- **EXERCISE PROMPT**
Write out every single entry exactly.

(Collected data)
★ ★ ★ ★ ★ ★ ★
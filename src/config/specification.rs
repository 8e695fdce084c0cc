use super::WildcardManager;
use crate::jvm::{AccessFlagPredicate, ConstantValue};
use crate::matcher::{DescriptorPattern, NameFilter, NamePattern, TypePattern};
use std::path::PathBuf;

/// The `extends`/`implements` clause of a class specification
#[derive(Clone, Debug)]
pub struct ExtendsClause {
    pub annotation: Option<NamePattern>,
    pub name: NamePattern,
}

/// Declarative predicate over classes
///
/// Owns the rule's [`WildcardManager`]: every wildcard in the class name,
/// extends clause, and member specifications shares one capture index space,
/// so back-references work across the entire rule.
#[derive(Clone, Debug)]
pub struct ClassSpecification {
    /// Comment lines preceding the rule in the configuration
    pub comments: Option<String>,
    pub access: AccessFlagPredicate,
    pub annotation: Option<NamePattern>,
    pub name: NamePattern,
    pub extends: Option<ExtendsClause>,
    pub field_specifications: Vec<FieldSpecification>,
    pub method_specifications: Vec<MethodSpecification>,
    pub wildcards: WildcardManager,
}

impl ClassSpecification {
    pub fn has_member_specifications(&self) -> bool {
        !self.field_specifications.is_empty() || !self.method_specifications.is_empty()
    }
}

/// Predicate over fields
///
/// `None` patterns leave that dimension unconstrained.
#[derive(Clone, Debug)]
pub struct FieldSpecification {
    pub access: AccessFlagPredicate,
    pub annotation: Option<NamePattern>,
    pub attribute_filter: Option<NameFilter>,
    pub field_type: Option<TypePattern>,
    pub name: Option<NamePattern>,
    pub value: Option<ValueSpecification>,
}

/// Predicate over methods
#[derive(Clone, Debug)]
pub struct MethodSpecification {
    pub access: AccessFlagPredicate,
    pub annotation: Option<NamePattern>,
    pub attribute_filter: Option<NameFilter>,
    /// `None` matches any signature (the `<methods>` form)
    pub descriptor: Option<DescriptorPattern>,
    pub name: Option<NamePattern>,
}

/// Literal-value or value-range filter on a field's constant value
#[derive(Clone, Debug, PartialEq)]
pub enum ValueSpecification {
    /// `= 5` or `= 1..10` (a literal is a degenerate range)
    IntegerRange { min: i64, max: i64 },
    String(String),
    Boolean(bool),
}

impl ValueSpecification {
    pub fn matches(&self, value: &ConstantValue) -> bool {
        match (self, value) {
            (ValueSpecification::IntegerRange { min, max }, ConstantValue::Integer(v)) => {
                min <= v && v <= max
            }
            (ValueSpecification::String(expected), ConstantValue::String(actual)) => {
                expected == actual
            }
            // Booleans are stored as 0/1 integers in class files
            (ValueSpecification::Boolean(expected), ConstantValue::Integer(actual)) => {
                *actual == i64::from(*expected)
            }
            _ => false,
        }
    }
}

/// A class specification plus keep-policy flags
#[derive(Clone, Debug)]
pub struct KeepSpecification {
    pub class_specification: ClassSpecification,

    /// Keep matched classes themselves (`-keep`, `-keepclasseswithmembers`);
    /// unset for the `-keepclassmembers` family
    pub mark_classes: bool,

    /// Keep the class only when all specified members are present
    /// (`-keepclasseswithmembers`)
    pub mark_conditionally: bool,

    /// Entities may still be removed, just not renamed (the `names` variants)
    pub allow_shrinking: bool,
    pub allow_optimization: bool,
    pub allow_obfuscation: bool,

    /// Also keep the program classes named in matched members' descriptors
    pub include_descriptor_classes: bool,
}

/// Fully parsed configuration: the ordered keep rules plus global directives
#[derive(Debug, Default)]
pub struct Configuration {
    pub keep: Vec<KeepSpecification>,

    /// `-keepattributes` filter; `None` keeps no optional attributes
    pub keep_attributes: Option<NameFilter>,

    pub ignore_warnings: bool,

    /// `-dontwarn` class filter
    pub warn_filter: Option<NameFilter>,

    /// `-dontnote` class filter
    pub note_filter: Option<NameFilter>,

    pub shrink: bool,
    pub optimize: bool,
    pub obfuscate: bool,
    pub verbose: bool,

    /// `-printseeds`; an empty path means standard output
    pub print_seeds: Option<PathBuf>,

    /// `-applymapping` input for obfuscation
    pub apply_mapping: Option<PathBuf>,

    /// Configuration files read, for cross-option validation
    pub parsed_files: Vec<PathBuf>,
}

impl Configuration {
    pub fn new() -> Configuration {
        Configuration {
            shrink: true,
            optimize: true,
            obfuscate: true,
            ..Configuration::default()
        }
    }

    /// Cross-option consistency checks, run after parsing completes
    ///
    /// These always abort, regardless of `-ignorewarnings` (spec'd as fatal
    /// configuration errors, not resolution warnings).
    pub fn validate(&self) -> Result<(), String> {
        if (self.shrink || self.obfuscate) && self.keep.is_empty() {
            return Err(String::from(
                "You have to specify '-keep' options when shrinking or obfuscating",
            ));
        }

        if self.apply_mapping.is_some() && !self.obfuscate {
            return Err(String::from(
                "'-applymapping' requires obfuscation, but '-dontobfuscate' is set",
            ));
        }

        for keep in &self.keep {
            if keep.allow_shrinking
                && !keep.mark_classes
                && !keep.class_specification.has_member_specifications()
            {
                return Err(format!(
                    "Keep rule for '{}' allows shrinking but marks neither classes nor members",
                    keep.class_specification.name.source()
                ));
            }
        }

        if let Some(print_seeds) = &self.print_seeds {
            if !print_seeds.as_os_str().is_empty() && self.parsed_files.contains(print_seeds) {
                return Err(format!(
                    "'-printseeds' would overwrite configuration file '{}'",
                    print_seeds.display()
                ));
            }
        }

        Ok(())
    }
}

#[cfg(test)]
mod test {
    use super::*;
    use crate::jvm::ConstantValue;

    fn empty_class_specification() -> ClassSpecification {
        let mut wildcards = WildcardManager::new();
        let name = NamePattern::compile("com/example/Foo", &mut wildcards).unwrap();
        ClassSpecification {
            comments: None,
            access: AccessFlagPredicate::ANY,
            annotation: None,
            name,
            extends: None,
            field_specifications: vec![],
            method_specifications: vec![],
            wildcards,
        }
    }

    fn keep(class_specification: ClassSpecification) -> KeepSpecification {
        KeepSpecification {
            class_specification,
            mark_classes: true,
            mark_conditionally: false,
            allow_shrinking: false,
            allow_optimization: false,
            allow_obfuscation: false,
            include_descriptor_classes: false,
        }
    }

    #[test]
    fn value_specification_ranges() {
        let range = ValueSpecification::IntegerRange { min: 1, max: 10 };
        assert!(range.matches(&ConstantValue::Integer(1)));
        assert!(range.matches(&ConstantValue::Integer(10)));
        assert!(!range.matches(&ConstantValue::Integer(11)));
        assert!(!range.matches(&ConstantValue::String(String::from("5"))));

        let boolean = ValueSpecification::Boolean(true);
        assert!(boolean.matches(&ConstantValue::Integer(1)));
        assert!(!boolean.matches(&ConstantValue::Integer(0)));
    }

    #[test]
    fn validation_requires_keep_rules() {
        let configuration = Configuration::new();
        assert!(configuration.validate().is_err());

        let mut with_keep = Configuration::new();
        with_keep.keep.push(keep(empty_class_specification()));
        assert!(with_keep.validate().is_ok());
    }

    #[test]
    fn validation_rejects_mapping_without_obfuscation() {
        let mut configuration = Configuration::new();
        configuration.keep.push(keep(empty_class_specification()));
        configuration.apply_mapping = Some(PathBuf::from("mapping.txt"));
        configuration.obfuscate = false;
        assert!(configuration.validate().is_err());
    }

    #[test]
    fn validation_rejects_pointless_allowshrinking() {
        let mut configuration = Configuration::new();
        let mut rule = keep(empty_class_specification());
        rule.mark_classes = false;
        rule.allow_shrinking = true;
        configuration.keep.push(rule);
        assert!(configuration.validate().is_err());
    }
}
★ ★ ★ ★ ★ ★ ★
- **OUTPUT OF THE TASK**
filename src/config/specification.rs
repository 8e695fdce084c0cc
use super::WildcardManager;
use crate::jvm::{AccessFlagPredicate, ConstantValue};
use crate::matcher::{DescriptorPattern, NameFilter, NamePattern, TypePattern};
use std::path::PathBuf;

/// The `extends`/`implements` clause of a class specification
#[derive(Clone, Debug)]
pub struct ExtendsClause {
    pub annotation: Option<NamePattern>,
    pub name: NamePattern,
}

/// Declarative predicate over classes
///
/// Owns the rule's [`WildcardManager`]: every wildcard in the class name,
/// extends clause, and member specifications shares one capture index space,
/// so back-references work across the entire rule.
#[derive(Clone, Debug)]
pub struct ClassSpecification {
    /// Comment lines preceding the rule in the configuration
    pub comments: Option<String>,
    pub access: AccessFlagPredicate,
    pub annotation: Option<NamePattern>,
    pub name: NamePattern,
    pub extends: Option<ExtendsClause>,
    pub field_specifications: Vec<FieldSpecification>,
    pub method_specifications: Vec<MethodSpecification>,
    pub wildcards: WildcardManager,
}

impl ClassSpecification {
    pub fn has_member_specifications(&self) -> bool {
        !self.field_specifications.is_empty() || !self.method_specifications.is_empty()
    }
}

/// Predicate over fields
///
/// `None` patterns leave that dimension unconstrained.
#[derive(Clone, Debug)]
pub struct FieldSpecification {
    pub access: AccessFlagPredicate,
    pub annotation: Option<NamePattern>,
    pub attribute_filter: Option<NameFilter>,
    pub field_type: Option<TypePattern>,
    pub name: Option<NamePattern>,
    pub value: Option<ValueSpecification>,
}

/// Predicate over methods
#[derive(Clone, Debug)]
pub struct MethodSpecification {
    pub access: AccessFlagPredicate,
    pub annotation: Option<NamePattern>,
    pub attribute_filter: Option<NameFilter>,
    /// `None` matches any signature (the `<methods>` form)
    pub descriptor: Option<DescriptorPattern>,
    pub name: Option<NamePattern>,
}

/// Literal-value or value-range filter on a field's constant value
#[derive(Clone, Debug, PartialEq)]
pub enum ValueSpecification {
    /// `= 5` or `= 1..10` (a literal is a degenerate range)
    IntegerRange { min: i64, max: i64 },
    String(String),
    Boolean(bool),
}

impl ValueSpecification {
    pub fn matches(&self, value: &ConstantValue) -> bool {
        match (self, value) {
            (ValueSpecification::IntegerRange { min, max }, ConstantValue::Integer(v)) => {
                min <= v && v <= max
            }
            (ValueSpecification::String(expected), ConstantValue::String(actual)) => {
                expected == actual
            }
            // Booleans are stored as 0/1 integers in class files
            (ValueSpecification::Boolean(expected), ConstantValue::Integer(actual)) => {
                *actual == i64::from(*expected)
            }
            _ => false,
        }
    }
}

/// A class specification plus keep-policy flags
#[derive(Clone, Debug)]
pub struct KeepSpecification {
    pub class_specification: ClassSpecification,

    /// Keep matched classes themselves (`-keep`, `-keepclasseswithmembers`);
    /// unset for the `-keepclassmembers` family
    pub mark_classes: bool,

    /// Keep the class only when all specified members are present
    /// (`-keepclasseswithmembers`)
    pub mark_conditionally: bool,

    /// Entities may still be removed, just not renamed (the `names` variants)
    pub allow_shrinking: bool,
    pub allow_optimization: bool,
    pub allow_obfuscation: bool,

    /// Also keep the program classes named in matched members' descriptors
    pub include_descriptor_classes: bool,
}

/// Fully parsed configuration: the ordered keep rules plus global directives
#[derive(Debug, Default)]
pub struct Configuration {
    pub keep: Vec<KeepSpecification>,

    /// `-keepattributes` filter; `None` keeps no optional attributes
    pub keep_attributes: Option<NameFilter>,

    pub ignore_warnings: bool,

    /// `-dontwarn` class filter
    pub warn_filter: Option<NameFilter>,

    /// `-dontnote` class filter
    pub note_filter: Option<NameFilter>,

    pub shrink: bool,
    pub optimize: bool,
    pub obfuscate: bool,
    pub verbose: bool,

    /// `-printseeds`; an empty path means standard output
    pub print_seeds: Option<PathBuf>,

    /// `-applymapping` input for obfuscation
    pub apply_mapping: Option<PathBuf>,

    /// Configuration files read, for cross-option validation
    pub parsed_files: Vec<PathBuf>,
}

impl Configuration {
    pub fn new() -> Configuration {
        Configuration {
            shrink: true,
            optimize: true,
            obfuscate: true,
            ..Configuration::default()
        }
    }

    /// Cross-option consistency checks, run after parsing completes
    ///
    /// These always abort, regardless of `-ignorewarnings` (spec'd as fatal
    /// configuration errors, not resolution warnings).
    pub fn validate(&self) -> Result<(), String> {
        if (self.shrink || self.obfuscate) && self.keep.is_empty() {
            return Err(String::from(
                "You have to specify '-keep' options when shrinking or obfuscating",
            ));
        }

        if self.apply_mapping.is_some() && !self.obfuscate {
            return Err(String::from(
                "'-applymapping' requires obfuscation, but '-dontobfuscate' is set",
            ));
        }

        for keep in &self.keep {
            if keep.allow_shrinking
                && !keep.mark_classes
                && !keep.class_specification.has_member_specifications()
            {
                return Err(format!(
                    "Keep rule for '{}' allows shrinking but marks neither classes nor members",
                    keep.class_specification.name.source()
                ));
            }
        }

        if let Some(print_seeds) = &self.print_seeds {
            if !print_seeds.as_os_str().is_empty() && self.parsed_files.contains(print_seeds) {
                return Err(format!(
                    "'-printseeds' would overwrite configuration file '{}'",
                    print_seeds.display()
                ));
            }
        }

        Ok(())
    }
}

#[cfg(test)]
mod test {
    use super::*;
    use crate::jvm::ConstantValue;

    fn empty_class_specification() -> ClassSpecification {
        let mut wildcards = WildcardManager::new();
        let name = NamePattern::compile("com/example/Foo", &mut wildcards).unwrap();
        ClassSpecification {
            comments: None,
            access: AccessFlagPredicate::ANY,
            annotation: None,
            name,
            extends: None,
            field_specifications: vec![],
            method_specifications: vec![],
            wildcards,
        }
    }

    fn keep(class_specification: ClassSpecification) -> KeepSpecification {
        KeepSpecification {
            class_specification,
            mark_classes: true,
            mark_conditionally: false,
            allow_shrinking: false,
            allow_optimization: false,
            allow_obfuscation: false,
            include_descriptor_classes: false,
        }
    }

    #[test]
    fn value_specification_ranges() {
        let range = ValueSpecification::IntegerRange { min: 1, max: 10 };
        assert!(range.matches(&ConstantValue::Integer(1)));
        assert!(range.matches(&ConstantValue::Integer(10)));
        assert!(!range.matches(&ConstantValue::Integer(11)));
        assert!(!range.matches(&ConstantValue::String(String::from("5"))));

        let boolean = ValueSpecification::Boolean(true);
        assert!(boolean.matches(&ConstantValue::Integer(1)));
        assert!(!boolean.matches(&ConstantValue::Integer(0)));
    }

    #[test]
    fn validation_requires_keep_rules() {
        let configuration = Configuration::new();
        assert!(configuration.validate().is_err());

        let mut with_keep = Configuration::new();
        with_keep.keep.push(keep(empty_class_specification()));
        assert!(with_keep.validate().is_ok());
    }

    #[test]
    fn validation_rejects_mapping_without_obfuscation() {
        let mut configuration = Configuration::new();
        configuration.keep.push(keep(empty_class_specification()));
        configuration.apply_mapping = Some(PathBuf::from("mapping.txt"));
        configuration.obfuscate = false;
        assert!(configuration.validate().is_err());
    }

    #[test]
    fn validation_rejects_pointless_allowshrinking() {
        let mut configuration = Configuration::new();
        let mut rule = keep(empty_class_specification());
        rule.mark_classes = false;
        rule.allow_shrinking = true;
        configuration.keep.push(rule);
        assert!(configuration.validate().is_err());
    }
}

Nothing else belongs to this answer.